*** ENTRIES SHOWN

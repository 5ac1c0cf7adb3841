//! Alignment engine: edge/center alignment and distribution of items.
//!
//! Alignment operates on each item's axis-aligned bounding box; rotation
//! only contributes through the aabb. Only the aligned axis changes.

use crate::diagram::Diagram;
use crate::item::ItemId;
use kurbo::{Rect, Vec2};
use serde::{Deserialize, Serialize};

#[derive(Debug, Clone, Copy, PartialEq, Eq, Serialize, Deserialize)]
pub enum AlignmentMode {
    HorizontalLeft,
    HorizontalCenter,
    HorizontalRight,
    VerticalTop,
    VerticalCenter,
    VerticalBottom,
    DistributeHorizontal,
    DistributeVertical,
}

#[derive(Clone, Copy)]
enum Axis {
    X,
    Y,
}

/// Align or distribute the given items. Returns `None` when nothing moves
/// (empty or dangling target list, single-item distribution, or the items
/// already sit where the mode would put them).
pub fn align_items(diagram: &Diagram, mode: AlignmentMode, ids: &[ItemId]) -> Option<Diagram> {
    let targets: Vec<(ItemId, Rect)> = ids
        .iter()
        .filter_map(|id| diagram.bounds_of(*id).map(|bounds| (*id, bounds.aabb())))
        .collect();
    if targets.is_empty() {
        return None;
    }

    let shifts = match mode {
        AlignmentMode::HorizontalLeft => align_edges(&targets, Axis::X, Anchor::Min),
        AlignmentMode::HorizontalCenter => align_edges(&targets, Axis::X, Anchor::Center),
        AlignmentMode::HorizontalRight => align_edges(&targets, Axis::X, Anchor::Max),
        AlignmentMode::VerticalTop => align_edges(&targets, Axis::Y, Anchor::Min),
        AlignmentMode::VerticalCenter => align_edges(&targets, Axis::Y, Anchor::Center),
        AlignmentMode::VerticalBottom => align_edges(&targets, Axis::Y, Anchor::Max),
        AlignmentMode::DistributeHorizontal => distribute(&targets, Axis::X),
        AlignmentMode::DistributeVertical => distribute(&targets, Axis::Y),
    };

    apply_shifts(diagram, &shifts)
}

#[derive(Clone, Copy)]
enum Anchor {
    Min,
    Center,
    Max,
}

fn extent(rect: &Rect, axis: Axis) -> (f64, f64) {
    match axis {
        Axis::X => (rect.x0, rect.x1),
        Axis::Y => (rect.y0, rect.y1),
    }
}

/// Shift every item so its leading edge, center or trailing edge on `axis`
/// meets the group-wide extreme (or midpoint, for centering).
fn align_edges(targets: &[(ItemId, Rect)], axis: Axis, anchor: Anchor) -> Vec<(ItemId, Vec2)> {
    let mut min = f64::INFINITY;
    let mut max = f64::NEG_INFINITY;
    for (_, rect) in targets {
        let (lo, hi) = extent(rect, axis);
        min = min.min(lo);
        max = max.max(hi);
    }

    targets
        .iter()
        .map(|(id, rect)| {
            let (lo, hi) = extent(rect, axis);
            let shift = match anchor {
                Anchor::Min => min - lo,
                Anchor::Max => max - hi,
                Anchor::Center => (min + max) / 2.0 - (lo + hi) / 2.0,
            };
            (*id, axis_delta(axis, shift))
        })
        .collect()
}

/// Even out the gaps between items on `axis`. The first and last item (by
/// current position) stay where they are.
fn distribute(targets: &[(ItemId, Rect)], axis: Axis) -> Vec<(ItemId, Vec2)> {
    if targets.len() < 2 {
        return Vec::new();
    }

    let mut sorted: Vec<&(ItemId, Rect)> = targets.iter().collect();
    sorted.sort_by(|a, b| {
        let ca = (extent(&a.1, axis).0 + extent(&a.1, axis).1) / 2.0;
        let cb = (extent(&b.1, axis).0 + extent(&b.1, axis).1) / 2.0;
        ca.partial_cmp(&cb).unwrap_or(std::cmp::Ordering::Equal)
    });

    let (first_lo, _) = extent(&sorted[0].1, axis);
    let (_, last_hi) = extent(&sorted[sorted.len() - 1].1, axis);
    let outer = last_hi - first_lo;
    let total: f64 = sorted
        .iter()
        .map(|(_, rect)| {
            let (lo, hi) = extent(rect, axis);
            hi - lo
        })
        .sum();
    let gap = (outer - total) / (sorted.len() - 1) as f64;

    let mut cursor = first_lo;
    let mut shifts = Vec::with_capacity(sorted.len());
    for (id, rect) in sorted {
        let (lo, hi) = extent(rect, axis);
        shifts.push((*id, axis_delta(axis, cursor - lo)));
        cursor += (hi - lo) + gap;
    }
    shifts
}

fn axis_delta(axis: Axis, shift: f64) -> Vec2 {
    match axis {
        Axis::X => Vec2::new(shift, 0.0),
        Axis::Y => Vec2::new(0.0, shift),
    }
}

/// Move every leaf shape under each shifted item. Zero shifts are skipped so
/// already-aligned selections leave the diagram untouched.
fn apply_shifts(diagram: &Diagram, shifts: &[(ItemId, Vec2)]) -> Option<Diagram> {
    let mut current = diagram.clone();
    let mut changed = false;
    for (id, delta) in shifts {
        if delta.x == 0.0 && delta.y == 0.0 {
            continue;
        }
        for leaf in diagram.leaf_items(*id) {
            if let Some(next) =
                current.update_item(leaf, |item| item.transform_with(|t| t.move_by(*delta)))
            {
                current = next;
                changed = true;
            }
        }
    }
    changed.then_some(current)
}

******

* EXERCISE PROMPT
Among the entries above, how many lines have the string "DistributeHorizontal" in them? Only the number should be given.

* ANSWER SPACE
2